Coneys and Pasties and Pizza, Oh, Fudge!

Letter From the Editor
1878

Welcome to the “Food Issue.” While we cover the local epicurean scene as part of our regular editorial rotation, we take our annual ode to eating up a notch. This year, we decided to pair food with some travel, widening our palates to consider some of the most iconic dishes from around our state.

And just what says “Michigan” when it comes to food? That depends on where you look.

Turn your gaze far north, and consider the mighty pasty. Associate Editor Leyland DeVito had never tasted one — or been to the Upper Peninsula. So he killed two birds with one stone, heading over the bridge to search for the best examples of the meat-filled delicacy.

Managing Editor Dorothy Hernandez headed northwest to Bellaire to learn about the art of smoking whitefish.

We cast our net a bit closer to home when Associate Editor Jeff Waraniak took a sensible — and five-sensed — approach to argue why Detroit-style pizza rules over those New York or Chicago pretenders.

Others put in their two “scents” worth: Journalism professor Joe Grimm and co-author of the book Coney Detroit explores the chili-drenched dog’s origins. He reveals his sources, but in the tradition of media neutrality, does not name his favorite coney. His advice: “Trust your tastes, bud.”

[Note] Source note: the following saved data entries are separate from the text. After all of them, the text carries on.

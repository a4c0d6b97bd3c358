// file: src/models/issue.rs
// description: Jira issue, project and comment models
// reference: https://developer.atlassian.com/cloud/jira/platform/rest/v2/api-group-issues/

use super::parse_timestamp;
use crate::query::SourceItem;
use chrono::{DateTime, FixedOffset};
use serde::{Deserialize, Serialize};
use serde_json::{Map, Value};
use std::collections::BTreeMap;

const CUSTOM_FIELD_PREFIX: &str = "customfield_";

/// Typed core of an issue. Instance-specific `customfield_*` entries are kept
/// in `custom_fields` as raw JSON.
#[derive(Debug, Clone, Serialize, Deserialize, PartialEq)]
pub struct Issue {
    pub id: String,
    pub key: String,
    pub summary: String,
    pub status: Option<String>,
    pub issue_type: Option<String>,
    pub priority: Option<String>,
    pub assignee: Option<String>,
    pub reporter: Option<String>,
    pub project_key: Option<String>,
    pub project_name: Option<String>,
    pub labels: Vec<String>,
    pub description: Option<String>,
    pub created: Option<DateTime<FixedOffset>>,
    pub updated: Option<DateTime<FixedOffset>>,
    #[serde(default, skip_serializing_if = "BTreeMap::is_empty")]
    pub custom_fields: BTreeMap<String, Value>,
}

impl Issue {
    pub fn to_source_item(&self) -> SourceItem {
        SourceItem {
            identifier: self.key.clone(),
            text: self.summary.clone(),
            labels: self.labels.clone(),
            scope: self.project_key.clone(),
        }
    }

    pub(crate) fn from_raw(raw: RawIssue) -> Self {
        let fields = raw.fields;

        let text = |name: &str| fields.get(name).and_then(Value::as_str).map(str::to_string);
        let nested = |name: &str, inner: &str| {
            fields
                .get(name)
                .and_then(|v| v.get(inner))
                .and_then(Value::as_str)
                .map(str::to_string)
        };

        let labels = fields
            .get("labels")
            .and_then(Value::as_array)
            .map(|items| {
                items
                    .iter()
                    .filter_map(Value::as_str)
                    .map(str::to_string)
                    .collect()
            })
            .unwrap_or_default();

        let custom_fields = fields
            .iter()
            .filter(|(name, value)| name.starts_with(CUSTOM_FIELD_PREFIX) && !value.is_null())
            .map(|(name, value)| (name.clone(), value.clone()))
            .collect();

        Self {
            id: raw.id,
            key: raw.key,
            summary: text("summary").unwrap_or_default(),
            status: nested("status", "name"),
            issue_type: nested("issuetype", "name"),
            priority: nested("priority", "name"),
            assignee: nested("assignee", "displayName"),
            reporter: nested("reporter", "displayName"),
            project_key: nested("project", "key"),
            project_name: nested("project", "name"),
            labels,
            description: text("description"),
            created: text("created").as_deref().and_then(parse_timestamp),
            updated: text("updated").as_deref().and_then(parse_timestamp),
            custom_fields,
        }
    }
}

#[derive(Debug, Clone, Serialize, Deserialize, PartialEq)]
pub struct Project {
    pub id: String,
    pub key: String,
    pub name: String,
}

#[derive(Debug, Clone, Serialize, PartialEq)]
pub struct Comment {
    pub id: String,
    pub author: Option<String>,
    pub body: String,
    pub created: Option<DateTime<FixedOffset>>,
    pub updated: Option<DateTime<FixedOffset>>,
}

impl Comment {
    pub(crate) fn from_raw(raw: RawComment) -> Self {
        Self {
            id: raw.id,
            author: raw.author.and_then(|a| a.display_name),
            body: raw.body.as_str().map(str::to_string).unwrap_or_default(),
            created: raw.created.as_deref().and_then(parse_timestamp),
            updated: raw.updated.as_deref().and_then(parse_timestamp),
        }
    }
}

#[derive(Debug, Deserialize)]
pub(crate) struct RawIssue {
    pub id: String,
    pub key: String,
    #[serde(default)]
    pub fields: Map<String, Value>,
}

#[derive(Debug, Deserialize)]
#[serde(rename_all = "camelCase")]
pub(crate) struct RawIssueSearch {
    #[serde(default)]
    pub start_at: usize,
    #[serde(default)]
    pub max_results: usize,
    pub total: Option<usize>,
    #[serde(default)]
    pub issues: Vec<RawIssue>,
}

#[derive(Debug, Deserialize)]
#[serde(rename_all = "camelCase")]
pub(crate) struct RawCommentPage {
    #[serde(default)]
    pub start_at: usize,
    #[serde(default)]
    pub max_results: usize,
    pub total: Option<usize>,
    #[serde(default)]
    pub comments: Vec<RawComment>,
}

#[derive(Debug, Deserialize)]
pub(crate) struct RawComment {
    pub id: String,
    pub author: Option<RawUser>,
    #[serde(default)]
    pub body: Value,
    pub created: Option<String>,
    pub updated: Option<String>,
}

#[derive(Debug, Deserialize)]
#[serde(rename_all = "camelCase")]
pub(crate) struct RawUser {
    pub display_name: Option<String>,
}

#[cfg(test)]
mod tests {
    use super::*;
    use serde_json::json;

    fn raw_issue() -> RawIssue {
        serde_json::from_value(json!({
            "id": "10001",
            "key": "OPS-7",
            "fields": {
                "summary": "Rotate database credentials",
                "status": {"name": "In Progress"},
                "issuetype": {"name": "Task"},
                "priority": {"name": "High"},
                "assignee": {"displayName": "Sam Rivera"},
                "reporter": null,
                "project": {"key": "OPS", "name": "Operations"},
                "labels": ["security", "postgres"],
                "description": "Quarterly rotation",
                "created": "2024-02-01T08:00:00.000+0000",
                "updated": "2024-02-03T10:15:00.000+0000",
                "customfield_10010": {"value": "Platform"},
                "customfield_10020": null,
                "environment": "prod"
            }
        }))
        .unwrap()
    }

    #[test]
    fn test_issue_core_fields() {
        let issue = Issue::from_raw(raw_issue());
        assert_eq!(issue.key, "OPS-7");
        assert_eq!(issue.summary, "Rotate database credentials");
        assert_eq!(issue.status.as_deref(), Some("In Progress"));
        assert_eq!(issue.assignee.as_deref(), Some("Sam Rivera"));
        assert_eq!(issue.reporter, None);
        assert_eq!(issue.project_key.as_deref(), Some("OPS"));
        assert_eq!(issue.labels, vec!["security", "postgres"]);
        assert!(issue.updated > issue.created);
    }

    #[test]
    fn test_custom_fields_side_map() {
        let issue = Issue::from_raw(raw_issue());
        assert_eq!(issue.custom_fields.len(), 1);
        assert_eq!(
            issue.custom_fields.get("customfield_10010"),
            Some(&json!({"value": "Platform"}))
        );
        assert!(!issue.custom_fields.contains_key("environment"));
    }

    #[test]
    fn test_issue_source_item_carries_project() {
        let source = Issue::from_raw(raw_issue()).to_source_item();
        assert_eq!(source.identifier, "OPS-7");
        assert_eq!(source.scope.as_deref(), Some("OPS"));
    }

    #[test]
    fn test_comment_from_raw() {
        let raw: RawComment = serde_json::from_value(json!({
            "id": "1",
            "author": {"displayName": "Ada"},
            "body": "Looks good",
            "created": "2024-02-01T08:00:00.000+0000"
        }))
        .unwrap();
        let comment = Comment::from_raw(raw);
        assert_eq!(comment.author.as_deref(), Some("Ada"));
        assert_eq!(comment.body, "Looks good");
        assert!(comment.updated.is_none());
    }
}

We also asked Helen Kwong, a Macomb County native turned New York-based NBC News research analyst, to explain the ABCs of almond boneless chicken. Read about how much she misses what is apparently an original Michigan “comfort food.”

As for me? I’ll set the record “strait.” As an annual Labor Day visitor to the Mackinac area, I couldn’t justify driving way up north to write about fudge.

After all, the picture at left of a much younger me in the Fort Michilimackinac stocks reveals that I’m guilty as charged when it comes to being a “fudgie.”